#### [Excerpted data]
—————
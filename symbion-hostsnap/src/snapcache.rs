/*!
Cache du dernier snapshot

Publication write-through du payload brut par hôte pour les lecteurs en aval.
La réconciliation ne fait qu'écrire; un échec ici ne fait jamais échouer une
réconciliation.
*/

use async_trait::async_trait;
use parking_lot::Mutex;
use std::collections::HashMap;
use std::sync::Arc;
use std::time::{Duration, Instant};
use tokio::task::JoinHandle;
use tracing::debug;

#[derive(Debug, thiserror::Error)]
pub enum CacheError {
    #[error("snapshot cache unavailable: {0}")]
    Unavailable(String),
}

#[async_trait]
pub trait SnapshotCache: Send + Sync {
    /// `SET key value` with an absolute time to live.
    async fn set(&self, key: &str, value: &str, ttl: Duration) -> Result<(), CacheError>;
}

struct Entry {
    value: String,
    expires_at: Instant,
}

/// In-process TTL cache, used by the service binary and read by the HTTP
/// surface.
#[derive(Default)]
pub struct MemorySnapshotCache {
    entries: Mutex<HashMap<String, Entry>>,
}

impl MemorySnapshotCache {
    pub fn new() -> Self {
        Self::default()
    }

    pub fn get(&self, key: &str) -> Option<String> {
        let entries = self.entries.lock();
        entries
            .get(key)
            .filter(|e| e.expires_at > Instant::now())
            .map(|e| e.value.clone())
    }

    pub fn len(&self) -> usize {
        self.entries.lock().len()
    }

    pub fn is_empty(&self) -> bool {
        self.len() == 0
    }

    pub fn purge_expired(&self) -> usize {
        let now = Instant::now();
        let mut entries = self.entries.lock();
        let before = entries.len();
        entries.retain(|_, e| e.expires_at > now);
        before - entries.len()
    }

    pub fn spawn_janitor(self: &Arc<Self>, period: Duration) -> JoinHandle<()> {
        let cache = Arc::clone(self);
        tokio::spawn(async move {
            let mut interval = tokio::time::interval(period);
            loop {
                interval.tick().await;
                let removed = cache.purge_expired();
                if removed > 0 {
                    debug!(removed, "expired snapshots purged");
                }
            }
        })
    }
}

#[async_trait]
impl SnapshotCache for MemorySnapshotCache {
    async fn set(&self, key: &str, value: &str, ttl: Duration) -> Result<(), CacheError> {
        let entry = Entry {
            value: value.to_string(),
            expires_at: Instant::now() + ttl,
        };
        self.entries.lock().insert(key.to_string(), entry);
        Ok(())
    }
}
—————
#### [Instructions to follow]
Determine how many lines in the listing include the string "réconciliation", and answer with that number alone.

#### [Answer for the task]
2